Details
- Date: February 15, 2023
- Location: Gualaca District, Chiriquí Province, Panama
- Coordinates: 8°37′49″N 82°12′48″W﻿ / ﻿8.6304°N 82.2132°W
- Incident type: Plunge from cliff
- Cause: Driver error

Statistics
- Deaths: 42
- Injured: 24

= Gualaca bus crash =

2023 transport disaster in Panama

On February 15, 2023, 42 people were killed in a bus crash in Panama. The bus was headed to a migrant reception center in the town of Gualaca when it crashed in Gualaca District, Chiriquí Province, in the west of the country, about 67.8 km from the Costa Rican border.

The bus carried 66 passengers, most presumably migrants traveling north towards the United States after crossing the Darién Gap from Colombia into Panama. It drove off a cliff after the driver lost control while performing a U-turn near the migrant center entrance. Twenty people were hospitalized with serious injuries. It is one of the deadliest migrant accidents in Panama's history.

== Background ==
The Darién Gap is a break in the Pan-American Highway that consists of large areas of undeveloped swampland and forest. In 2022, 248,000 migrants crossed it into North America, followed by 32,800 in 2023 by the time of the accident.

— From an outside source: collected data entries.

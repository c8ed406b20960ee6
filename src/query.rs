//! Read-only queries over the in-memory transaction dataset.

use std::sync::Arc;

use crate::{
    statistics::{MonthlyStatistics, parse_month_name},
    transaction::Transaction,
};

/// The queries a dashboard needs from a transaction source.
///
/// [QueryService] answers these in-process. Other implementations may fetch
/// the same data from a remote server.
pub trait TransactionQueries {
    /// Get the transactions matching `term`, or every transaction if `term` is
    /// empty.
    fn search(&self, term: &str) -> Vec<Transaction>;

    /// Get the sales totals for the month named `month_name`.
    fn monthly_statistics(&self, month_name: &str) -> MonthlyStatistics;
}

/// Answers queries against a static set of transactions.
///
/// Cloning is cheap, the dataset is shared.
#[derive(Debug, Clone)]
pub struct QueryService {
    transactions: Arc<[Transaction]>,
}

impl QueryService {
    /// Create a query service over `transactions`.
    pub fn new(transactions: Arc<[Transaction]>) -> Self {
        Self { transactions }
    }

    /// The full dataset in its original order.
    pub fn transactions(&self) -> &[Transaction] {
        &self.transactions
    }
}

impl TransactionQueries for QueryService {
    /// A transaction matches if `term` is a case-insensitive substring of its
    /// title or description, or if `term` is exactly the text of its price.
    ///
    /// Results keep the dataset order.
    fn search(&self, term: &str) -> Vec<Transaction> {
        if term.is_empty() {
            return self.transactions.to_vec();
        }

        let lowercase_term = term.to_lowercase();
        let matches: Vec<Transaction> = self
            .transactions
            .iter()
            .filter(|transaction| transaction.matches_search(&lowercase_term, term))
            .cloned()
            .collect();

        tracing::debug!(
            "Search for {term:?} matched {} of {} transactions",
            matches.len(),
            self.transactions.len()
        );

        matches
    }

    /// Unrecognized month names give all-zero statistics.
    fn monthly_statistics(&self, month_name: &str) -> MonthlyStatistics {
        match parse_month_name(month_name) {
            Some(month) => MonthlyStatistics::for_month(&self.transactions, month),
            None => {
                tracing::debug!("Unrecognized month {month_name:?}, returning empty statistics");
                MonthlyStatistics::default()
            }
        }
    }
}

This bus carried migrants who had already crossed the gap toward a shelter in Chiriquí, a western province bordering Costa Rica. Their scheduled final destination was the United States.

== Crash ==
On February 15, 2023, the bus driver attempted to turn around after missing the shelter entrance and lost control of the bus, veering off the road and down a ravine, hitting a minibus on a road below. Both drivers on the bus were appropriately licensed Panamanians, one of whom died. The crash took place approximately 400 km west of Panama City, after the bus had traveled 700 km in around 14 hours.

== Victims ==
Thirty-nine people were killed in the crash with another 24 people injured. The United Nations Children's Fund told Agence France-Presse three children died. A nearby hospital admitted ten injured children between the ages of 4 and 11. The official list of passengers was released a day after the crash. There were 22 Ecuadorians, 16 Haitians, 11 Venezuelans, six Brazilians, five Colombians, two Cameroonians, two Cubans, one Nigerian, and one Eritrean.

== Response ==
Laurentino Cortizo, the President of Panama, tweeted: "This news is unfortunate for Panama and for the region. The National Government extends its condolences to the families of those killed in this accident, and reiterates its commitment to continue providing humanitarian aid and decent conditions to deal with irregular migration." Officials from Colombia and Panama agreed to boost joint military operations in the Darién jungle to prevent irregular migration, drug trafficking and illegal mining.